Harold F. Schiffman haroldfs at
Sun Apr 1 15:46:38 UTC 2007

Forwarded from edling-list

Jackson center first in state to teach Cherokee language

By Jon Ostendorff jostendorff at March 30, 2007 12:15 am

WHITTIER A new classroom that will give students in Jackson County a place
to study Cherokee language and history is the first of its kind in North
Carolina, school and tribal officials say. The top elected leader of the
Eastern Band of Cherokee Indians joined teachers and students at Smokey
Mountain Elementary this week to open the Wesley Powell Cherokee Heritage
Center. The center, located inside a new portable classroom on the schools
campus, is named for teacher Wesley Powell, who died in 2005 after
teaching at the school for about 11 months.

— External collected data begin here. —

//! Buffered response written by handlers.
//!
//! # Responsibilities
//! - Accumulate status, headers and body while a handler runs
//! - Allow the fatal path to discard partial output
//! - Convert into an axum response at the HTTP boundary
//!
//! # Design Decisions
//! - Fully buffered: nothing reaches the client until the kernel returns,
//!   which is what makes "discard buffered output" possible
//! - Invalid header values are dropped rather than failing the response

use axum::body::Body;
use axum::http::{header, HeaderMap, HeaderName, HeaderValue, StatusCode};
use axum::response::{IntoResponse, Response as AxumResponse};
use serde::Serialize;

/// Response under construction.
#[derive(Debug, Clone)]
pub struct Response {
    status: StatusCode,
    headers: HeaderMap,
    body: Vec<u8>,
}

impl Default for Response {
    fn default() -> Self {
        Self::new()
    }
}

impl Response {
    /// Empty `200 OK` response.
    pub fn new() -> Self {
        Self {
            status: StatusCode::OK,
            headers: HeaderMap::new(),
            body: Vec::new(),
        }
    }

    pub fn status(&self) -> StatusCode {
        self.status
    }

    pub fn set_status(&mut self, status: StatusCode) {
        self.status = status;
    }

    pub fn headers(&self) -> &HeaderMap {
        &self.headers
    }

    /// Set a header, replacing any previous value.
    pub fn set_header(&mut self, name: &str, value: &str) {
        let name = match HeaderName::from_bytes(name.as_bytes()) {
            Ok(n) => n,
            Err(_) => return,
        };
        if let Ok(value) = HeaderValue::from_str(value) {
            self.headers.insert(name, value);
        }
    }

    /// Value of the `Content-Type` header, if set.
    pub fn content_type(&self) -> Option<&str> {
        self.headers
            .get(header::CONTENT_TYPE)
            .and_then(|v| v.to_str().ok())
    }

    pub fn body(&self) -> &[u8] {
        &self.body
    }

    /// Body as UTF-8 text (lossy).
    pub fn text(&self) -> String {
        String::from_utf8_lossy(&self.body).into_owned()
    }

    /// Append bytes to the buffered body.
    pub fn write(&mut self, bytes: impl AsRef<[u8]>) {
        self.body.extend_from_slice(bytes.as_ref());
    }

    /// Discard any buffered body and headers, keeping the status.
    pub fn clear(&mut self) {
        self.body.clear();
        self.headers.clear();
    }

    /// Replace the body with an HTML document.
    pub fn html(&mut self, status: StatusCode, html: impl Into<String>) {
        self.clear();
        self.status = status;
        self.set_header(header::CONTENT_TYPE.as_str(), "text/html; charset=utf-8");
        self.body = html.into().into_bytes();
    }

    /// Replace the body with a JSON document. Serialization failures leave an
    /// empty JSON object.
    pub fn json<T: Serialize>(&mut self, status: StatusCode, value: &T) {
        self.clear();
        self.status = status;
        self.set_header(header::CONTENT_TYPE.as_str(), "application/json");
        self.body = serde_json::to_vec(value).unwrap_or_else(|_| b"{}".to_vec());
    }
}

/// Escape text for inclusion in HTML element content or attribute values.
pub fn escape_html(text: &str) -> String {
    let mut out = String::with_capacity(text.len());
    for c in text.chars() {
        match c {
            '&' => out.push_str("&amp;"),
            '<' => out.push_str("&lt;"),
            '>' => out.push_str("&gt;"),
            '"' => out.push_str("&quot;"),
            '\'' => out.push_str("&#39;"),
            _ => out.push(c),
        }
    }
    out
}

impl IntoResponse for Response {
    fn into_response(self) -> AxumResponse {
        let mut response = AxumResponse::new(Body::from(self.body));
        *response.status_mut() = self.status;
        *response.headers_mut() = self.headers;
        response
    }
}
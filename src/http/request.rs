//! Request view handed to the kernel.
//!
//! # Responsibilities
//! - Carry the routing-relevant parts of an HTTP request (path, content type)
//! - Carry the request ID used for log correlation
//! - Answer the content-negotiation question (structured data or HTML)
//!
//! # Design Decisions
//! - Independent of axum so the kernel can run from the CLI and from tests
//! - Request ID added as early as possible for tracing

use axum::http::{header, HeaderMap, Method};
use uuid::Uuid;

/// Header used to propagate the request ID.
pub const X_REQUEST_ID: &str = "x-request-id";

/// A request as seen by the routing kernel.
#[derive(Debug, Clone)]
pub struct Request {
    /// HTTP method.
    pub method: Method,
    /// Raw request path, base path included.
    pub path: String,
    /// Query string without the leading `?`.
    pub query: Option<String>,
    /// Value of the `Content-Type` header.
    pub content_type: Option<String>,
    /// Correlation ID.
    pub request_id: String,
}

impl Request {
    /// A GET request for `path` with a fresh request ID.
    pub fn get(path: impl Into<String>) -> Self {
        Self {
            method: Method::GET,
            path: path.into(),
            query: None,
            content_type: None,
            request_id: Uuid::new_v4().to_string(),
        }
    }

    /// Set the content type.
    pub fn with_content_type(mut self, content_type: impl Into<String>) -> Self {
        self.content_type = Some(content_type.into());
        self
    }

    /// Build from HTTP parts, reusing an inbound `x-request-id` when present.
    pub fn from_parts(method: Method, path: &str, query: Option<&str>, headers: &HeaderMap) -> Self {
        let request_id = headers
            .get(X_REQUEST_ID)
            .and_then(|v| v.to_str().ok())
            .filter(|v| !v.is_empty())
            .map(str::to_string)
            .unwrap_or_else(|| Uuid::new_v4().to_string());

        let content_type = headers
            .get(header::CONTENT_TYPE)
            .and_then(|v| v.to_str().ok())
            .map(str::to_string);

        Self {
            method,
            path: path.to_string(),
            query: query.map(str::to_string),
            content_type,
            request_id,
        }
    }

    /// True when the client declared a structured-data (JSON) exchange.
    pub fn wants_json(&self) -> bool {
        self.content_type
            .as_deref()
            .map(|ct| {
                let mime = ct.split(';').next().unwrap_or_default().trim().to_ascii_lowercase();
                mime == "application/json" || mime.ends_with("+json")
            })
            .unwrap_or(false)
    }
}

Although his time at the school was short, he had a big impact with his
encouragement for learning the Cherokee language. His wife, Anna Powell,
said her husbands lifelong dream was to pass on the Cherokee language.
Most of the tribes 13,500 members are not fluent Cherokee speakers. The
federal government spent generations eradicating the language with
mandated boarding-school education for the Cherokee. They were forced to
speak English and punished for speaking Cherokee. Powell said she wasnt
sure what to say at the dedication ceremony on Thursday, so she asked her
son why the language is important.

His reply was It is what makes us Cherokee, she told the school. Principal
Chief Michell Hicks echoed her comments when he talked about his own study
of the Cherokee language. He said he has been learning from a teacher for
several years and said she has not only taught him words, but an
appreciation for the tribes land and heritage. Hicks said Powell was
deeply committed to bringing that heritage to his students. It is sad that
he physically cant be here, Hicks said. But I know he is here. He was such
a dedicated man for helping students. I just really appreciate him. It was
a sad day when he left this earth, but we know today he is still smiling
on us.

Twenty-eight community sponsors, from individuals to big businesses like
Lowes and Wal-Mart, donated money or in-kind services and materials for
the center. The center costs about $50,000, said organizer Vangie
Stephens. Of that amount, $15,000 came from Tribal Council. The center
will serve 12 students a year on a first-come, first-served basis.
Stephens said the classroom is the only one in the state focused solely on
teaching an American Indian language.